The concentration of power at the summit is, for Catholic doctrine, an evil to be conjured away, not a good to be implored. The principle of subsidiarity —a pillar of social doctrine since Quadragesimo anno— teaches that each matter should be resolved at the nearest level capable of handling it, and that the higher power accumulates, the farther it moves from the person and the sooner it degenerates. A prayer that aspires for “the powerful of the world to unite” is, in its very grammar, a prayer against subsidiarity.

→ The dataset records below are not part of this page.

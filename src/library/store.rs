//! The persisted collection of saved books.
//!
//! The whole collection lives in memory and is written back to its storage
//! slot as a single JSON array after every mutation. Loading is lenient:
//! documents written by older front ends are mapped onto the current shape,
//! and anything unreadable is treated as an empty library.

use std::collections::{BTreeMap, HashSet};

use serde::Deserialize;
use thiserror::Error;
use tracing::{debug, info, warn};

use super::storage::{Storage, StorageError};
use crate::domain::{BookDefaults, Category, SavedBook};

/// Storage key the library document lives under
pub const LIBRARY_STORAGE_KEY: &str = "myBookLibrary";

/// Errors that can occur while persisting the library
#[derive(Debug, Error)]
pub enum LibraryError {
    #[error("Storage error: {0}")]
    Storage(#[from] StorageError),

    #[error("Serialization error: {0}")]
    Serialization(#[from] serde_json::Error),
}

/// Result of [`LibraryStore::add`]
#[derive(Debug, Clone, Copy, PartialEq, Eq)]
#[must_use]
pub enum AddOutcome {
    /// The book was appended and persisted
    Added,

    /// A book with the same id is already saved; nothing changed
    AlreadyExists,
}

/// Result of a mutation that targets an existing entry
#[derive(Debug, Clone, Copy, PartialEq, Eq)]
#[must_use]
pub enum Mutation {
    Applied,
    NotFound,
}

impl Mutation {
    pub fn is_applied(&self) -> bool {
        matches!(self, Mutation::Applied)
    }
}

/// Books grouped by category, every category present
pub type CategoryGroups<'a> = BTreeMap<Category, Vec<&'a SavedBook>>;

/// Owner of the persisted library collection
#[derive(Debug)]
pub struct LibraryStore<S: Storage> {
    storage: S,
    key: String,
    books: Vec<SavedBook>,
}

impl<S: Storage> LibraryStore<S> {
    /// Open the library stored under [`LIBRARY_STORAGE_KEY`]
    pub fn open(storage: S) -> Result<Self, LibraryError> {
        Self::open_with_key(storage, LIBRARY_STORAGE_KEY)
    }

    /// Open the library stored under `key`
    pub fn open_with_key(storage: S, key: impl Into<String>) -> Result<Self, LibraryError> {
        Self::open_with_defaults(storage, key, &BookDefaults::default())
    }

    /// Open the library, filling fields missing from older documents with `defaults`
    ///
    /// A missing slot or malformed document yields an empty library. Only a
    /// failure to read the storage medium itself is an error.
    pub fn open_with_defaults(
        storage: S,
        key: impl Into<String>,
        defaults: &BookDefaults,
    ) -> Result<Self, LibraryError> {
        let key = key.into();
        let books = match storage.read(&key)? {
            Some(document) => parse_document(&document, defaults),
            None => {
                debug!(key = %key, "no persisted library, starting empty");
                Vec::new()
            }
        };

        debug!(key = %key, count = books.len(), "library loaded");

        Ok(Self {
            storage,
            key,
            books,
        })
    }

    /// All saved books in insertion order
    pub fn list(&self) -> &[SavedBook] {
        &self.books
    }

    /// Whether a book with `id` is saved
    pub fn contains(&self, id: &str) -> bool {
        self.books.iter().any(|b| b.id == id)
    }

    /// Get a saved book by id
    pub fn get(&self, id: &str) -> Option<&SavedBook> {
        self.books.iter().find(|b| b.id == id)
    }

    /// Save a book unless its id is already present
    pub fn add(&mut self, book: SavedBook) -> Result<AddOutcome, LibraryError> {
        if self.contains(&book.id) {
            debug!(id = %book.id, "book already in library");
            return Ok(AddOutcome::AlreadyExists);
        }

        info!(id = %book.id, title = %book.title, category = %book.category, "adding book");
        self.books.push(book);
        self.persist()?;

        Ok(AddOutcome::Added)
    }

    /// Remove the book with `id`
    ///
    /// The collection is rewritten even when nothing matched.
    pub fn remove(&mut self, id: &str) -> Result<Mutation, LibraryError> {
        let outcome = match self.books.iter().position(|b| b.id == id) {
            Some(pos) => {
                let removed = self.books.remove(pos);
                info!(id = %removed.id, title = %removed.title, "removed book");
                Mutation::Applied
            }
            None => {
                debug!(id = %id, "remove: book not found");
                Mutation::NotFound
            }
        };

        self.persist()?;
        Ok(outcome)
    }

    /// Move the book with `id` to `category`
    pub fn set_category(&mut self, id: &str, category: Category) -> Result<Mutation, LibraryError> {
        let Some(book) = self.books.iter_mut().find(|b| b.id == id) else {
            debug!(id = %id, "set_category: book not found");
            return Ok(Mutation::NotFound);
        };

        info!(id = %id, from = %book.category, to = %category, "moving book");
        book.category = category;
        self.persist()?;

        Ok(Mutation::Applied)
    }

    /// Group books by category, preserving insertion order within each group
    pub fn group_by_category(&self) -> CategoryGroups<'_> {
        let mut groups: CategoryGroups<'_> =
            Category::ALL.iter().map(|c| (*c, Vec::new())).collect();

        for book in &self.books {
            groups.entry(book.category).or_default().push(book);
        }

        groups
    }

    /// Number of saved books
    pub fn len(&self) -> usize {
        self.books.len()
    }

    /// Check if the library is empty
    pub fn is_empty(&self) -> bool {
        self.books.is_empty()
    }

    /// Storage key of this library
    pub fn key(&self) -> &str {
        &self.key
    }

    /// The underlying storage
    pub fn storage(&self) -> &S {
        &self.storage
    }

    /// Consume the store, returning its storage
    pub fn into_storage(self) -> S {
        self.storage
    }

    /// Serialize the full collection and replace the stored document
    fn persist(&mut self) -> Result<(), LibraryError> {
        let document = serde_json::to_string_pretty(&self.books)?;
        self.storage.write(&self.key, &document)?;

        debug!(key = %self.key, count = self.books.len(), "library persisted");
        Ok(())
    }
}

/// A book as it may appear in a persisted document, old formats included
#[derive(Debug, Deserialize)]
#[serde(rename_all = "camelCase")]
struct StoredBook {
    id: String,
    title: String,
    #[serde(default)]
    authors: Option<StoredAuthors>,
    #[serde(default)]
    cover_url: Option<String>,
    #[serde(default)]
    thumbnail: Option<String>,
    #[serde(default)]
    category: Option<serde_json::Value>,
    #[serde(default)]
    description: Option<String>,
}

#[derive(Debug, Deserialize)]
#[serde(untagged)]
enum StoredAuthors {
    List(Vec<String>),
    Joined(String),
}

impl StoredBook {
    fn into_saved(self, defaults: &BookDefaults) -> SavedBook {
        let authors: Vec<String> = match self.authors {
            Some(StoredAuthors::List(list)) => list
                .into_iter()
                .filter(|a| !a.trim().is_empty())
                .collect(),
            Some(StoredAuthors::Joined(joined)) => joined
                .split(',')
                .map(str::trim)
                .filter(|a| !a.is_empty())
                .map(str::to_string)
                .collect(),
            None => Vec::new(),
        };
        let authors = if authors.is_empty() {
            vec![defaults.author.clone()]
        } else {
            authors
        };

        // Older documents used `thumbnail`; `coverUrl` wins when both are present
        let cover_url = self
            .cover_url
            .filter(|url| !url.is_empty())
            .or(self.thumbnail.filter(|url| !url.is_empty()))
            .unwrap_or_else(|| defaults.cover_url.clone());

        let category = match &self.category {
            Some(serde_json::Value::String(label)) => label.parse().unwrap_or_else(|_| {
                warn!(id = %self.id, category = %label, "unknown category, defaulting to To Read");
                Category::ToRead
            }),
            Some(other) => {
                warn!(id = %self.id, category = %other, "invalid category, defaulting to To Read");
                Category::ToRead
            }
            None => Category::ToRead,
        };

        SavedBook {
            id: self.id,
            title: self.title,
            authors,
            cover_url,
            category,
            description: self.description,
        }
    }
}

/// Parse a persisted library document, skipping anything unreadable
fn parse_document(document: &str, defaults: &BookDefaults) -> Vec<SavedBook> {
    let entries: Vec<serde_json::Value> = match serde_json::from_str(document) {
        Ok(serde_json::Value::Array(entries)) => entries,
        Ok(serde_json::Value::Null) => return Vec::new(),
        Ok(_) => {
            warn!("persisted library is not a list, starting empty");
            return Vec::new();
        }
        Err(e) => {
            warn!(error = %e, "persisted library is not valid JSON, starting empty");
            return Vec::new();
        }
    };

    let mut seen = HashSet::new();
    let mut books = Vec::with_capacity(entries.len());

    for (index, entry) in entries.into_iter().enumerate() {
        let stored: StoredBook = match serde_json::from_value(entry) {
            Ok(stored) => stored,
            Err(e) => {
                warn!(index, error = %e, "skipping unreadable library entry");
                continue;
            }
        };

        if !seen.insert(stored.id.clone()) {
            warn!(id = %stored.id, "skipping duplicate library entry");
            continue;
        }

        books.push(stored.into_saved(defaults));
    }

    books
}

#[cfg(test)]
mod tests {
    use super::*;
    use crate::library::storage::MemoryStorage;

    fn dune() -> SavedBook {
        SavedBook::new("b1", "Dune", ["Frank Herbert"], "http://covers/dune.jpg")
    }

    fn open(document: &str) -> LibraryStore<MemoryStorage> {
        let storage = MemoryStorage::new().with_slot(LIBRARY_STORAGE_KEY, document);
        LibraryStore::open(storage).unwrap()
    }

    #[test]
    fn test_add_persists_collection() {
        let mut store = LibraryStore::open(MemoryStorage::new()).unwrap();

        assert_eq!(store.add(dune()).unwrap(), AddOutcome::Added);

        let raw = store.storage().slot(LIBRARY_STORAGE_KEY).unwrap();
        assert!(raw.contains("\"coverUrl\""));
        assert!(raw.contains("\"toRead\""));
    }

    #[test]
    fn test_duplicate_add_does_not_write() {
        let mut store = open("[]");
        let _ = store.add(dune()).unwrap();

        let before = store.storage().slot(LIBRARY_STORAGE_KEY).unwrap().to_string();
        let renamed = SavedBook {
            title: "Dune (Deluxe)".to_string(),
            ..dune()
        };

        assert_eq!(store.add(renamed).unwrap(), AddOutcome::AlreadyExists);
        assert_eq!(store.len(), 1);
        assert_eq!(store.get("b1").unwrap().title, "Dune");
        assert_eq!(store.storage().slot(LIBRARY_STORAGE_KEY).unwrap(), before);
    }

    #[test]
    fn test_remove_missing_still_persists() {
        let mut store = LibraryStore::open(MemoryStorage::new()).unwrap();

        assert_eq!(store.remove("nope").unwrap(), Mutation::NotFound);
        assert_eq!(store.storage().slot(LIBRARY_STORAGE_KEY), Some("[]"));
    }

    #[test]
    fn test_set_category_missing_is_not_found() {
        let mut store = LibraryStore::open(MemoryStorage::new()).unwrap();

        assert_eq!(
            store.set_category("nope", Category::Reading).unwrap(),
            Mutation::NotFound
        );
        assert!(store.storage().slot(LIBRARY_STORAGE_KEY).is_none());
    }

    #[test]
    fn test_group_by_category_has_every_key() {
        let store = LibraryStore::open(MemoryStorage::new()).unwrap();
        let groups = store.group_by_category();

        assert_eq!(groups.len(), 3);
        assert!(groups.values().all(Vec::is_empty));
    }

    #[test]
    fn test_load_class_based_document() {
        // Authors were stored pre-joined and categories as camelCase keys
        let store = open(
            r#"[{"id":"vol1","title":"Dune","authors":"Frank Herbert, Brian Herbert",
                "coverUrl":"http://c/1","category":"completed"}]"#,
        );

        let book = store.get("vol1").unwrap();
        assert_eq!(book.authors, vec!["Frank Herbert", "Brian Herbert"]);
        assert_eq!(book.cover_url, "http://c/1");
        assert_eq!(book.category, Category::Completed);
        assert!(book.description.is_none());
    }

    #[test]
    fn test_load_script_based_document() {
        let store = open(
            r#"[{"id":"9780441013593","title":"Dune","authors":["Frank Herbert"],
                "thumbnail":"http://c/2","category":"Finished",
                "description":"No description available."},
               {"id":"Emma","title":"Emma","authors":["Jane Austen"],
                "thumbnail":"http://c/3","category":"To Read"}]"#,
        );

        assert_eq!(store.len(), 2);
        assert_eq!(store.get("9780441013593").unwrap().category, Category::Completed);
        assert_eq!(store.get("9780441013593").unwrap().cover_url, "http://c/2");
        assert_eq!(store.get("Emma").unwrap().category, Category::ToRead);
    }

    #[test]
    fn test_unknown_category_defaults_to_read() {
        let store = open(
            r#"[{"id":"a","title":"A","category":"abandoned"},
               {"id":"b","title":"B","category":7},
               {"id":"c","title":"C"}]"#,
        );

        assert!(store.list().iter().all(|b| b.category == Category::ToRead));
        assert_eq!(store.get("c").unwrap().authors, vec!["Unknown Author"]);
        assert_eq!(store.get("c").unwrap().cover_url, BookDefaults::default().cover_url);
    }

    #[test]
    fn test_empty_authors_list_gets_default_author() {
        let store = open(
            r#"[{"id":"a","title":"A","authors":[]},
               {"id":"b","title":"B","authors":["", "  "]},
               {"id":"c","title":"C","authors":""}]"#,
        );

        assert_eq!(store.len(), 3);
        assert!(store
            .list()
            .iter()
            .all(|b| b.authors == vec!["Unknown Author".to_string()]));
    }

    #[test]
    fn test_cover_url_and_thumbnail_both_present() {
        let store = open(
            r#"[{"id":"a","title":"A","coverUrl":"http://c/new","thumbnail":"http://c/old"},
               {"id":"b","title":"B","coverUrl":"","thumbnail":"http://c/old"}]"#,
        );

        assert_eq!(store.len(), 2);
        assert_eq!(store.get("a").unwrap().cover_url, "http://c/new");
        assert_eq!(store.get("b").unwrap().cover_url, "http://c/old");
    }

    #[test]
    fn test_unreadable_entries_skipped() {
        let store = open(
            r#"[{"title":"No id"}, 42, {"id":"ok","title":"Fine"}, {"id":"ok","title":"Dup"}]"#,
        );

        assert_eq!(store.len(), 1);
        assert_eq!(store.get("ok").unwrap().title, "Fine");
    }

    #[test]
    fn test_malformed_document_is_empty() {
        assert!(open("{not json").is_empty());
        assert!(open(r#"{"id":"b1"}"#).is_empty());
        assert!(open("null").is_empty());
        assert!(open("").is_empty());
    }

    #[test]
    fn test_malformed_document_left_until_mutation() {
        let store = open("{not json");
        assert_eq!(
            store.storage().slot(LIBRARY_STORAGE_KEY),
            Some("{not json")
        );
    }
}
//! Domain types for the book library.
//!
//! - Catalog items: raw search results from the book catalog
//! - Saved books: entries persisted in the personal library

pub mod book;
pub mod catalog;

// Re-export commonly used types
pub use book::{BookDefaults, Category, SavedBook};
pub use catalog::{CatalogItem, IdentifierType, ImageLinks, IndustryIdentifier, VolumeInfo};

And so, between one “let us pray to the Lord” and the next, without anyone raising their voice, God was asked to do what in Genesis He prevented: to bring the powerful together, to unify the language of the strong, to rebuild the tower. Deposuit potentes de sede, says the canticle. Let them sit again, and together, the prayers now ask. Someone ought to explain when the Magnificat ceased to be the prayer of the Church.